Estimation of residence times in semi-enclosed basins with steady flows

Abstract

Abstract The dispersion processes in semi-enclosed basins with stationary flows have been studied by means of an Eulerian advection–diffusion model. Special interest has been given to quantities which characterize the macroscopic state of the system: the normalized total quantity C(t) of a tracer inside the basin, and its residence time T. The sensitivity of the results to a number of parameters, including flow structure, Peclet number, initial and boundary conditions, have been studied. In particular, the difference between unidirectional flows and flows with recirculations has been investigated. A priori estimates of the value of T are provided, valid for a wide range of parameters. For unidirectional flows, T≃Tout+τ0, where Tout is the time a substantial amount of tracer takes to reach the outflow and τ0 is the inverse of the principal eigenvalue of the advection–diffusion operator.
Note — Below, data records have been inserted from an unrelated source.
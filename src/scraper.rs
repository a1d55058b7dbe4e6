//! Ingestion Orchestrator
//!
//! Walks a bounded block range in ascending order, pulls every transaction through
//! fetch → assemble → filter → save, and keeps the scraped/saved counters. A failure
//! scoped to one hash or one block is logged and skipped; only a node or index API that
//! cannot be reached before the first block aborts the run.

use std::fmt;
use std::str::FromStr;
use std::time::Duration;

use thiserror::Error;
use tokio::time::sleep;
use tracing::{debug, error, info, warn};

use crate::assembler::assemble;
use crate::etherscan::{IndexApi, IndexApiError, Lookup};
use crate::filter::{FilterError, TransactionFilter};
use crate::node::{NodeClient, NodeError};
use crate::store::{SaveOutcome, TransactionStore};

/// Largest number of blocks a single run may cover
pub const MAX_BLOCK_RANGE: u64 = 100;

/// Default pause between upstream calls for one hash
pub const DEFAULT_REQUEST_DELAY_MS: u64 = 250;

/// Default pause between blocks
pub const DEFAULT_BLOCK_DELAY_MS: u64 = 500;

/// Errors that end a run
#[derive(Error, Debug)]
pub enum ScrapeError {
    #[error("Block range must be between 1 and {max} blocks, got {start}-{end}")]
    InvalidRange { start: u64, end: u64, max: u64 },

    #[error(transparent)]
    Filter(#[from] FilterError),

    #[error("Node unreachable before the run started: {0}")]
    NodeUnreachable(#[source] NodeError),

    #[error("Index API unreachable before the run started: {0}")]
    IndexApiUnreachable(#[source] IndexApiError),

    #[error("Run aborted at block {block}: {source}")]
    BlockFailed {
        block: u64,
        #[source]
        source: NodeError,
    },
}

impl ScrapeError {
    /// Whether the error came from caller input rather than from upstream
    pub fn is_input_error(&self) -> bool {
        matches!(self, ScrapeError::InvalidRange { .. } | ScrapeError::Filter(_))
    }
}

/// What to do when a block's hashes cannot be listed
#[derive(Debug, Clone, Copy, Default, PartialEq, Eq)]
pub enum BlockFailurePolicy {
    /// Log and continue with the next block
    #[default]
    Skip,
    /// Stop the run
    Abort,
}

impl FromStr for BlockFailurePolicy {
    type Err = String;

    fn from_str(s: &str) -> Result<Self, Self::Err> {
        match s.to_ascii_lowercase().as_str() {
            "skip" => Ok(BlockFailurePolicy::Skip),
            "abort" => Ok(BlockFailurePolicy::Abort),
            other => Err(format!("'{}', expected 'skip' or 'abort'", other)),
        }
    }
}

/// Pacing and failure policy for a run
#[derive(Debug, Clone, PartialEq, Eq)]
pub struct ScrapePolicy {
    /// Pause after each upstream call made for a hash
    pub request_delay: Duration,
    /// Pause between blocks
    pub block_delay: Duration,
    pub on_block_failure: BlockFailurePolicy,
}

impl Default for ScrapePolicy {
    fn default() -> Self {
        Self {
            request_delay: Duration::from_millis(DEFAULT_REQUEST_DELAY_MS),
            block_delay: Duration::from_millis(DEFAULT_BLOCK_DELAY_MS),
            on_block_failure: BlockFailurePolicy::Skip,
        }
    }
}

impl ScrapePolicy {
    /// No pacing, skip failed blocks
    pub fn unpaced() -> Self {
        Self {
            request_delay: Duration::ZERO,
            block_delay: Duration::ZERO,
            on_block_failure: BlockFailurePolicy::Skip,
        }
    }
}

/// Orchestrator state
#[derive(Debug, Clone, Copy, PartialEq, Eq)]
pub enum RunState {
    Idle,
    Running { block: u64 },
    Completed,
    Aborted,
}

impl fmt::Display for RunState {
    fn fmt(&self, f: &mut fmt::Formatter<'_>) -> fmt::Result {
        match self {
            RunState::Idle => f.write_str("idle"),
            RunState::Running { block } => write!(f, "running (block {})", block),
            RunState::Completed => f.write_str("completed"),
            RunState::Aborted => f.write_str("aborted"),
        }
    }
}

/// Counters reported at the end of a run
#[derive(Debug, Clone, Copy, Default, PartialEq, Eq)]
pub struct ScrapeSummary {
    /// Hashes fetched and assembled successfully
    pub scraped: u64,
    /// Records newly written
    pub saved: u64,
    /// Records whose hash was already stored
    pub duplicates: u64,
    /// Assembled records rejected by the filter
    pub filtered_out: u64,
    /// Hashes skipped because of not-found, upstream, assembly or storage failures
    pub failed_hashes: u64,
    /// Blocks whose hashes could not be listed
    pub failed_blocks: u64,
}

/// Check that `[start, end]` covers between 1 and [`MAX_BLOCK_RANGE`] blocks
pub fn validate_range(start: u64, end: u64) -> Result<(), ScrapeError> {
    let invalid = || ScrapeError::InvalidRange {
        start,
        end,
        max: MAX_BLOCK_RANGE,
    };

    let span = end.checked_sub(start).ok_or_else(invalid)?;
    if span >= MAX_BLOCK_RANGE {
        return Err(invalid());
    }
    Ok(())
}

enum HashOutcome {
    Skipped,
    FilteredOut,
    Stored(SaveOutcome),
    StoreFailed,
}

/// Drives a block range through the pipeline with injected collaborators
pub struct Scraper<N, A, S> {
    node: N,
    api: A,
    store: S,
    policy: ScrapePolicy,
    state: RunState,
}

impl<N, A, S> Scraper<N, A, S>
where
    N: NodeClient,
    A: IndexApi,
    S: TransactionStore,
{
    pub fn new(node: N, api: A, store: S, policy: ScrapePolicy) -> Self {
        Self {
            node,
            api,
            store,
            policy,
            state: RunState::Idle,
        }
    }

    /// Get the current state
    pub fn state(&self) -> RunState {
        self.state
    }

    pub fn policy(&self) -> &ScrapePolicy {
        &self.policy
    }

    pub fn store(&self) -> &S {
        &self.store
    }

    /// Release the collaborators
    pub fn into_parts(self) -> (N, A, S) {
        (self.node, self.api, self.store)
    }

    /// Scrape `[start_block, end_block]` with raw filter literals.
    ///
    /// The range and the amount literal are validated before any upstream call.
    pub async fn run<T: AsRef<str>>(
        &mut self,
        start_block: u64,
        end_block: u64,
        method_terms: &[T],
        amount_mode: Option<&str>,
    ) -> Result<ScrapeSummary, ScrapeError> {
        validate_range(start_block, end_block)?;
        let filter = TransactionFilter::parse(method_terms, amount_mode)?;
        self.run_filtered(start_block, end_block, &filter).await
    }

    /// Scrape `[start_block, end_block]` with an already built filter
    pub async fn run_filtered(
        &mut self,
        start_block: u64,
        end_block: u64,
        filter: &TransactionFilter,
    ) -> Result<ScrapeSummary, ScrapeError> {
        validate_range(start_block, end_block)?;

        if let Err(e) = self.node.check_connectivity().await {
            error!("Node unreachable, aborting before block {}: {}", start_block, e);
            self.state = RunState::Aborted;
            return Err(ScrapeError::NodeUnreachable(e));
        }

        if let Err(e) = self.api.check_connectivity().await {
            error!("Index API unreachable, aborting before block {}: {}", start_block, e);
            self.state = RunState::Aborted;
            return Err(ScrapeError::IndexApiUnreachable(e));
        }

        info!(start_block, end_block, ?filter, "Starting scrape");
        let mut summary = ScrapeSummary::default();

        for block in start_block..=end_block {
            self.state = RunState::Running { block };

            if let Err(e) = self.process_block(block, filter, &mut summary).await {
                self.state = RunState::Aborted;
                return Err(e);
            }

            if block < end_block {
                self.pause(self.policy.block_delay).await;
            }
        }

        self.state = RunState::Completed;
        info!(
            scraped = summary.scraped,
            saved = summary.saved,
            duplicates = summary.duplicates,
            filtered_out = summary.filtered_out,
            failed_hashes = summary.failed_hashes,
            failed_blocks = summary.failed_blocks,
            "Scrape complete"
        );
        Ok(summary)
    }

    async fn process_block(
        &self,
        block: u64,
        filter: &TransactionFilter,
        summary: &mut ScrapeSummary,
    ) -> Result<(), ScrapeError> {
        info!(block, "Processing block");

        let hashes = match self.node.transaction_hashes(block).await {
            Ok(hashes) => hashes,
            Err(e) => match self.policy.on_block_failure {
                BlockFailurePolicy::Skip => {
                    warn!(block, "Skipping block, hashes unavailable: {}", e);
                    summary.failed_blocks += 1;
                    return Ok(());
                }
                BlockFailurePolicy::Abort => {
                    summary.failed_blocks += 1;
                    return Err(ScrapeError::BlockFailed { block, source: e });
                }
            },
        };

        if hashes.is_empty() {
            debug!(block, "Block has no transactions");
            return Ok(());
        }

        let timestamp = match self.node.block_timestamp(block).await {
            Ok(ts) => Some(ts),
            Err(e) => {
                warn!(block, "Block timestamp unavailable, records keep no timestamp: {}", e);
                None
            }
        };

        info!(block, count = hashes.len(), "Found transactions");

        for hash in &hashes {
            match self.process_hash(block, hash, timestamp, filter).await {
                HashOutcome::Skipped => summary.failed_hashes += 1,
                HashOutcome::FilteredOut => {
                    summary.scraped += 1;
                    summary.filtered_out += 1;
                }
                HashOutcome::Stored(SaveOutcome::Saved) => {
                    summary.scraped += 1;
                    summary.saved += 1;
                }
                HashOutcome::Stored(SaveOutcome::DuplicateSkipped) => {
                    summary.scraped += 1;
                    summary.duplicates += 1;
                }
                HashOutcome::StoreFailed => {
                    summary.scraped += 1;
                    summary.failed_hashes += 1;
                }
            }
        }

        Ok(())
    }

    async fn process_hash(
        &self,
        block: u64,
        hash: &str,
        timestamp: Option<u64>,
        filter: &TransactionFilter,
    ) -> HashOutcome {
        // pacing follows every upstream call, whatever it returned
        let tx = self.api.transaction_by_hash(hash).await;
        self.pause(self.policy.request_delay).await;

        let tx = match tx {
            Ok(Lookup::Found(tx)) => tx,
            Ok(Lookup::NotFound) => {
                debug!(block, hash, "Transaction not found, skipping");
                return HashOutcome::Skipped;
            }
            Err(e) => {
                warn!(block, hash, "Transaction lookup failed: {}", e);
                return HashOutcome::Skipped;
            }
        };

        let receipt = self.api.transaction_receipt(hash).await;
        self.pause(self.policy.request_delay).await;

        let receipt = match receipt {
            Ok(Lookup::Found(receipt)) => receipt,
            Ok(Lookup::NotFound) => {
                debug!(block, hash, "Receipt not found, skipping");
                return HashOutcome::Skipped;
            }
            Err(e) => {
                warn!(block, hash, "Receipt lookup failed: {}", e);
                return HashOutcome::Skipped;
            }
        };

        let record = match assemble(hash, &tx, &receipt, timestamp) {
            Ok(record) => record,
            Err(e) => {
                warn!(block, hash, "Cannot assemble transaction: {}", e);
                return HashOutcome::Skipped;
            }
        };

        if !filter.matches(&record) {
            debug!(block, hash, action = %record.action, "Skipped by filter");
            return HashOutcome::FilteredOut;
        }

        match self.store.save(&record).await {
            Ok(SaveOutcome::Saved) => {
                info!(block, hash, "Saved transaction");
                HashOutcome::Stored(SaveOutcome::Saved)
            }
            Ok(SaveOutcome::DuplicateSkipped) => {
                debug!(block, hash, "Already stored");
                HashOutcome::Stored(SaveOutcome::DuplicateSkipped)
            }
            Err(e) => {
                error!(block, hash, "Failed to save transaction: {}", e);
                HashOutcome::StoreFailed
            }
        }
    }

    async fn pause(&self, delay: Duration) {
        if !delay.is_zero() {
            sleep(delay).await;
        }
    }
}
Both parameters Tout and τ0 can be computed knowing the flow structure and the Peclet number, and they are representative, respectively, of the initial and asymptotic phase of dispersion. For flows with recirculations it is found that T≃τ0 over the whole parameter space considered. Conceptually, the difference is due to the tendency of the recirculation to trap the tracer, which enhances the importance of the asymptotic phase. For these flows, the values of T do not change significantly in the range of realistic Peclet numbers considered, suggesting that the macroscopic dispersion properties depend only weakly on the eddy diffusion coefficient. This can have obvious consequences in terms of the possibility of a priori estimates of the residence time, even without having available accurate measurements of the diffusivity.